Adobe CEO Shantanu Narayen.
Linda Dimyan | CNBC
Adobe shares dropped greater than 6% in prolonged trading Wednesday after the software maker posted a lighter-than-expected forecast for 2024.
Here’s how the corporate did, in comparison with consensus estimates from LSEG, formerly referred to as Refinitiv:
- Earnings per share: $4.27, adjusted vs. $4.14 expected
- Revenue: $5.05 billion vs. $5.03 billion expected
Revenue grew almost 12% from a yr ago within the fiscal fourth quarter, which ended Dec. 1, based on a statement. Net income increased 26% to $1.48 billion, or $3.23 per share, up from $1.18 billion, or $2.53 per share, within the year-ago quarter.
While results for the newest quarters topped estimates, Adobe’s guidance for the brand new fiscal yr upset Wall Street.
Adobe called for fiscal 2024 earnings per share of $17.60 to $18 on $ $21.3 billion to $21.5 billion in revenue. Analysts polled by LSEG had expected $18 in adjusted earnings per share and $21.73 billion in revenue.

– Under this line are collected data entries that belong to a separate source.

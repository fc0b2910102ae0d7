//! Core data structures for the document tree.

use std::collections::BTreeMap;

use serde::{Deserialize, Serialize};

use super::kinds::NodeKind;

/// One node of a finished, reference-resolved document tree.
///
/// The tree is owned top-down and never mutated while rendering. Parent context is supplied
/// by the traversal driver (see [`crate::common::traversal::NodeRef`]) rather than stored here.
#[derive(Debug, Clone, PartialEq, Serialize, Deserialize)]
pub struct Node {
    pub kind: NodeKind,
    #[serde(default, skip_serializing_if = "Vec::is_empty")]
    pub children: Vec<Node>,
    /// Raw payload, only present on `text` leaves.
    #[serde(default, skip_serializing_if = "Option::is_none")]
    pub text: Option<String>,
    #[serde(default, skip_serializing_if = "BTreeMap::is_empty")]
    pub attributes: BTreeMap<String, AttrValue>,
}

/// Kind-specific metadata attached to a node.
#[derive(Debug, Clone, PartialEq, Eq, Serialize, Deserialize)]
#[serde(untagged)]
pub enum AttrValue {
    Bool(bool),
    Int(i64),
    Str(String),
    List(Vec<String>),
}

impl AttrValue {
    pub fn as_str(&self) -> Option<&str> {
        match self {
            AttrValue::Str(s) => Some(s),
            _ => None,
        }
    }

    /// Integer view of the value. Numeric strings are accepted since upstream tools often
    /// carry counters as text.
    pub fn as_int(&self) -> Option<i64> {
        match self {
            AttrValue::Int(n) => Some(*n),
            AttrValue::Str(s) => s.trim().parse().ok(),
            _ => None,
        }
    }
}

impl From<&str> for AttrValue {
    fn from(value: &str) -> Self {
        AttrValue::Str(value.to_string())
    }
}

impl From<String> for AttrValue {
    fn from(value: String) -> Self {
        AttrValue::Str(value)
    }
}

impl From<i64> for AttrValue {
    fn from(value: i64) -> Self {
        AttrValue::Int(value)
    }
}

impl From<bool> for AttrValue {
    fn from(value: bool) -> Self {
        AttrValue::Bool(value)
    }
}

impl From<Vec<String>> for AttrValue {
    fn from(value: Vec<String>) -> Self {
        AttrValue::List(value)
    }
}

impl Node {
    /// An empty node of the given kind.
    pub fn new(kind: impl Into<NodeKind>) -> Self {
        Node {
            kind: kind.into(),
            children: Vec::new(),
            text: None,
            attributes: BTreeMap::new(),
        }
    }

    /// A `text` leaf.
    pub fn text(payload: impl Into<String>) -> Self {
        Node {
            text: Some(payload.into()),
            ..Node::new(NodeKind::Text)
        }
    }

    /// A node of `kind` wrapping a single text leaf. Handy for inline spans and titles.
    pub fn with_text(kind: impl Into<NodeKind>, payload: impl Into<String>) -> Self {
        Node::new(kind).with_child(Node::text(payload))
    }

    pub fn with_child(mut self, child: Node) -> Self {
        self.children.push(child);
        self
    }

    pub fn with_children(mut self, children: impl IntoIterator<Item = Node>) -> Self {
        self.children.extend(children);
        self
    }

    pub fn with_attr(mut self, name: impl Into<String>, value: impl Into<AttrValue>) -> Self {
        self.attributes.insert(name.into(), value.into());
        self
    }

    pub fn attr(&self, name: &str) -> Option<&AttrValue> {
        self.attributes.get(name)
    }

    pub fn attr_str(&self, name: &str) -> Option<&str> {
        self.attr(name).and_then(AttrValue::as_str)
    }

    pub fn is(&self, kind: &NodeKind) -> bool {
        &self.kind == kind
    }

    /// Flattened text of the whole subtree, in document order.
    pub fn astext(&self) -> String {
        if let Some(text) = &self.text {
            return text.clone();
        }
        self.children
            .iter()
            .map(Node::astext)
            .collect::<Vec<_>>()
            .join(self.kind.child_text_separator())
    }

    /// Number of nodes in the subtree, this one included.
    pub fn size(&self) -> usize {
        1 + self.children.iter().map(Node::size).sum::<usize>()
    }

    /// Parse a tree from its JSON form.
    pub fn from_json(source: &str) -> Result<Node, serde_json::Error> {
        serde_json::from_str(source)
    }

    pub fn to_json(&self) -> Result<String, serde_json::Error> {
        serde_json::to_string_pretty(self)
    }
}
//! Export tests for the Markdown renderer (document tree → Markdown)
//!
//! Whole documents are rendered and either snapshotted or parsed back with Comrak to check
//! that the output has the Markdown structure intended.

use comrak::nodes::{AstNode, ListType, NodeValue};
use comrak::{parse_document, Arena, Options};
use insta::assert_snapshot;
use scribe_md::{
    render, CollectingSink, LineTerminator, MarkdownWriter, Node, NodeKind, RenderOptions,
};

const KITCHENSINK: &str = include_str!("fixtures/kitchensink.json");

fn kitchensink() -> Node {
    Node::from_json(KITCHENSINK).expect("fixture should deserialize")
}

fn to_markdown(tree: &Node) -> String {
    render(tree, &RenderOptions::default()).expect("render should succeed")
}

/// Helper to render a tree and parse the result into a Comrak AST
fn to_comrak_ast<'a>(tree: &Node, arena: &'a Arena<AstNode<'a>>) -> &'a AstNode<'a> {
    let md = to_markdown(tree);
    parse_document(arena, &md, &Options::default())
}

fn collect_text<'a>(node: &'a AstNode<'a>, out: &mut String) {
    match &node.data.borrow().value {
        NodeValue::Text(text) => out.push_str(text),
        NodeValue::Code(code) => out.push_str(&code.literal),
        _ => {}
    }
    for child in node.children() {
        collect_text(child, out);
    }
}

fn heading_levels<'a>(root: &'a AstNode<'a>) -> Vec<u8> {
    root.descendants()
        .filter_map(|node| match &node.data.borrow().value {
            NodeValue::Heading(heading) => Some(heading.level),
            _ => None,
        })
        .collect()
}

fn doc(children: impl IntoIterator<Item = Node>) -> Node {
    Node::new(NodeKind::Document).with_children(children)
}

fn para(text: &str) -> Node {
    Node::with_text(NodeKind::Paragraph, text)
}

fn item(text: &str) -> Node {
    Node::new(NodeKind::ListItem).with_child(para(text))
}

#[test]
fn test_kitchensink_snapshot() {
    let md = to_markdown(&kitchensink());
    assert_snapshot!(md, @r###"
# Scribe Guide

Scribe renders **document trees** to _Markdown_.

## Install

```sh
cargo install scribe-cli
```

*   fast

*   small

Note: Needs Rust 1.70.

## API

### class `pool.`**`Worker`**(_`size`_)

A worker.
"###);
}

#[test]
fn test_kitchensink_reports_only_the_sidebar() {
    let mut sink = CollectingSink::new();
    MarkdownWriter::default()
        .translate_with_sink(&kitchensink(), &mut sink)
        .unwrap();
    assert_eq!(sink.kinds(), vec!["sidebar"]);
    assert_eq!(sink.events[0].depth, 3);
}

#[test]
fn test_kitchensink_structure() {
    let arena = Arena::new();
    let root = to_comrak_ast(&kitchensink(), &arena);

    assert_eq!(heading_levels(root), vec![1, 2, 2, 3]);

    let code: Vec<(String, String)> = root
        .descendants()
        .filter_map(|node| match &node.data.borrow().value {
            NodeValue::CodeBlock(block) => Some((block.info.clone(), block.literal.clone())),
            _ => None,
        })
        .collect();
    assert_eq!(
        code,
        vec![("sh".to_string(), "cargo install scribe-cli\n".to_string())]
    );

    let mut text = String::new();
    collect_text(root, &mut text);
    assert!(text.contains("Needs Rust 1.70."));
    assert!(!text.contains("dropped"), "unknown subtree leaked: {text}");
}

#[test]
fn test_heading_depth_follows_section_nesting() {
    let leaf = Node::new(NodeKind::Section).with_child(Node::with_text(NodeKind::Title, "T"));
    let middle = Node::new(NodeKind::Section)
        .with_child(Node::with_text(NodeKind::Title, "T"))
        .with_child(leaf);
    let outer = Node::new(NodeKind::Section)
        .with_child(Node::with_text(NodeKind::Title, "T"))
        .with_child(middle);
    let tree = doc([outer]);

    assert_eq!(to_markdown(&tree), "# T\n\n## T\n\n### T\n");

    let arena = Arena::new();
    assert_eq!(heading_levels(to_comrak_ast(&tree, &arena)), vec![1, 2, 3]);
}

#[test]
fn test_heading_and_paragraph_separation() {
    let tree = doc([Node::new(NodeKind::Section)
        .with_child(Node::with_text(NodeKind::Title, "Title"))
        .with_child(para("Body text."))]);

    let arena = Arena::new();
    let root = to_comrak_ast(&tree, &arena);
    let mut kinds = Vec::new();
    for child in root.children() {
        let mut text = String::new();
        collect_text(child, &mut text);
        match child.data.borrow().value {
            NodeValue::Heading(_) => kinds.push(("heading", text)),
            NodeValue::Paragraph => kinds.push(("paragraph", text)),
            _ => kinds.push(("other", text)),
        }
    }
    assert_eq!(
        kinds,
        vec![
            ("heading", "Title".to_string()),
            ("paragraph", "Body text.".to_string())
        ]
    );
}

#[test]
fn test_code_fence_is_exact() {
    let tree = doc([Node::with_text(NodeKind::LiteralBlock, "a\nb"), para("next")]);
    let md = to_markdown(&tree);
    let lines: Vec<&str> = md.split('\n').collect();
    assert_eq!(lines, vec!["```", "a", "b", "```", "", "next", ""]);
}

#[test]
fn test_code_fence_keeps_indentation_and_blank_lines() {
    let code = "fn main() {\n    println!(\"hi\");\n}";
    let tree = doc([Node::with_text(NodeKind::LiteralBlock, code).with_attr("language", "rust")]);

    let arena = Arena::new();
    let root = to_comrak_ast(&tree, &arena);
    let block = root
        .children()
        .find_map(|node| match &node.data.borrow().value {
            NodeValue::CodeBlock(block) => Some(block.clone()),
            _ => None,
        })
        .expect("code block");
    assert!(block.fenced);
    assert_eq!(block.info, "rust");
    assert_eq!(block.literal, format!("{code}\n"));
}

#[test]
fn test_enumerated_list_numbering() {
    let list = Node::new(NodeKind::EnumeratedList)
        .with_attr("start", 3)
        .with_children([item("one"), item("two"), item("three")]);
    let tree = doc([list]);
    assert_eq!(to_markdown(&tree), "3.  one\n\n4.  two\n\n5.  three\n");

    let arena = Arena::new();
    let root = to_comrak_ast(&tree, &arena);
    let list = root
        .children()
        .find_map(|node| match &node.data.borrow().value {
            NodeValue::List(list) => Some(*list),
            _ => None,
        })
        .expect("ordered list");
    assert_eq!(list.list_type, ListType::Ordered);
    assert_eq!(list.start, 3);
    let first = root.first_child().expect("list node");
    assert_eq!(first.children().count(), 3);
}

#[test]
fn test_enumerated_list_nested_in_bullet_list() {
    let inner = Node::new(NodeKind::EnumeratedList)
        .with_attr("start", "3")
        .with_children([item("one"), item("two"), item("three")]);
    let outer = Node::new(NodeKind::BulletList).with_child(
        Node::new(NodeKind::ListItem)
            .with_child(para("steps"))
            .with_child(inner),
    );
    assert_snapshot!(to_markdown(&doc([outer])), @r###"
*   steps

    3.  one

    4.  two

    5.  three
"###);
}

#[test]
fn test_bullet_list_parses_as_list() {
    let tree = doc([Node::new(NodeKind::BulletList).with_children([item("fast"), item("small")])]);

    let arena = Arena::new();
    let root = to_comrak_ast(&tree, &arena);
    let list = root.first_child().expect("list");
    match &list.data.borrow().value {
        NodeValue::List(list) => assert_eq!(list.list_type, ListType::Bullet),
        other => panic!("expected list, got {other:?}"),
    }
    assert_eq!(list.children().count(), 2);
}

#[test]
fn test_inline_spans_parse_back() {
    let paragraph = Node::new(NodeKind::Paragraph)
        .with_child(Node::text("Use "))
        .with_child(Node::with_text(NodeKind::Literal, "render"))
        .with_child(Node::text(", "))
        .with_child(Node::with_text(NodeKind::Strong, "always"))
        .with_child(Node::text(" and "))
        .with_child(Node::with_text(NodeKind::Emphasis, "gently"))
        .with_child(Node::text("."));
    let tree = doc([paragraph]);
    assert_eq!(
        to_markdown(&tree),
        "Use `render`, **always** and _gently_.\n"
    );

    let arena = Arena::new();
    let root = to_comrak_ast(&tree, &arena);
    let mut found = Vec::new();
    for node in root.descendants() {
        match node.data.borrow().value {
            NodeValue::Strong => found.push("strong"),
            NodeValue::Emph => found.push("emph"),
            NodeValue::Code(_) => found.push("code"),
            _ => {}
        }
    }
    assert_eq!(found, vec!["code", "strong", "emph"]);
}

#[test]
fn test_method_signature_under_section() {
    let signature = Node::new(NodeKind::DescriptionSignature)
        .with_child(Node::with_text(NodeKind::DescriptionAddname, "Worker."))
        .with_child(Node::with_text(NodeKind::DescriptionName, "run"))
        .with_child(
            Node::new(NodeKind::DescriptionParameterList)
                .with_child(Node::with_text(NodeKind::DescriptionParameter, "x"))
                .with_child(Node::with_text(NodeKind::DescriptionParameter, "y")),
        );
    let description = Node::new(NodeKind::Description)
        .with_attr("objtype", "method")
        .with_child(signature);
    let tree = doc([Node::new(NodeKind::Section)
        .with_child(Node::with_text(NodeKind::Title, "Workers"))
        .with_child(description)]);

    let md = to_markdown(&tree);
    assert!(md.contains("\n## `Worker.`**`run`**(_`x, y`_)\n"), "{md}");

    let arena = Arena::new();
    assert_eq!(heading_levels(to_comrak_ast(&tree, &arena)), vec![1, 2]);
}

#[test]
fn test_definition_and_field_lists() {
    let definitions = Node::new(NodeKind::DefinitionList).with_child(
        Node::new(NodeKind::DefinitionListItem)
            .with_child(Node::with_text(NodeKind::Term, "frame"))
            .with_child(Node::new(NodeKind::Definition).with_child(para("A buffer."))),
    );
    let fields = Node::new(NodeKind::FieldList).with_child(
        Node::new(NodeKind::Field)
            .with_child(Node::with_text(NodeKind::FieldName, "Version"))
            .with_child(Node::new(NodeKind::FieldBody).with_child(para("0.1"))),
    );
    assert_snapshot!(to_markdown(&doc([definitions, fields])), @r###"
**frame**
    A buffer.

**Version**:
    0.1
"###);
}

#[test]
fn test_admonitions_flow_into_one_block() {
    let warning = Node::new(NodeKind::Warning)
        .with_child(para("Back up first."))
        .with_child(para("Then upgrade."));
    let tip = Node::new(NodeKind::Admonition)
        .with_child(Node::with_text(NodeKind::Title, "Pro tip"))
        .with_child(para("Use a lockfile."));
    assert_eq!(
        to_markdown(&doc([warning, tip])),
        "Warning: Back up first. Then upgrade.\n\nPro tip: Use a lockfile.\n"
    );
}

#[test]
fn test_crlf_output() {
    let options = RenderOptions {
        line_terminator: LineTerminator::Crlf,
        ..RenderOptions::default()
    };
    let lf = to_markdown(&kitchensink());
    let crlf = render(&kitchensink(), &options).unwrap();
    assert_eq!(crlf, lf.replace('\n', "\r\n"));
}

#[test]
fn test_silent_kinds_are_not_reported() {
    let tree = doc([
        Node::new(NodeKind::Comment).with_child(Node::text("internal")),
        Node::new(NodeKind::Target),
        para("Visible."),
    ]);
    let mut sink = CollectingSink::new();
    let md = MarkdownWriter::default()
        .translate_with_sink(&tree, &mut sink)
        .unwrap();
    assert_eq!(md, "Visible.\n");
    assert!(sink.events.is_empty());
}

#[test]
fn test_empty_document_renders_empty_text() {
    assert_eq!(to_markdown(&doc([])), "");
}
//! Diagnostic sink for nodes the renderer does not know how to handle.
//!
//! Unsupported markup is dropped rather than failing the render; the sink is how that loss
//! stays visible. The default sink logs through `tracing` at info level.

/// Receives one event per skipped node.
pub trait DiagnosticSink {
    fn unknown_node(&mut self, kind: &str, depth: usize);
}

/// Logs unknown nodes as `tracing` info events.
#[derive(Debug, Clone, Copy, Default)]
pub struct TracingSink;

impl DiagnosticSink for TracingSink {
    fn unknown_node(&mut self, kind: &str, depth: usize) {
        tracing::info!(kind, depth, "skipping unsupported node");
    }
}

/// One recorded skip.
#[derive(Debug, Clone, PartialEq, Eq)]
pub struct Diagnostic {
    pub kind: String,
    pub depth: usize,
}

/// Keeps every event in memory.
#[derive(Debug, Clone, Default)]
pub struct CollectingSink {
    pub events: Vec<Diagnostic>,
}

impl CollectingSink {
    pub fn new() -> Self {
        Self::default()
    }

    pub fn kinds(&self) -> Vec<&str> {
        self.events.iter().map(|event| event.kind.as_str()).collect()
    }
}

impl DiagnosticSink for CollectingSink {
    fn unknown_node(&mut self, kind: &str, depth: usize) {
        self.events.push(Diagnostic {
            kind: kind.to_string(),
            depth,
        });
    }
}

Executives proceed to look fastidiously at spending, Anil Chakravarthy, president of Adobe’s experience business that features marketing software, said on a conference call with analysts.
Adobe’s CEO, Shantanu Narayen, acknowledged questions on forward-looking recurring revenue the corporate could derive from subscriptions to the Creative Cloud software bundle. Through the quarter Adobe increased the prices of some subscriptions.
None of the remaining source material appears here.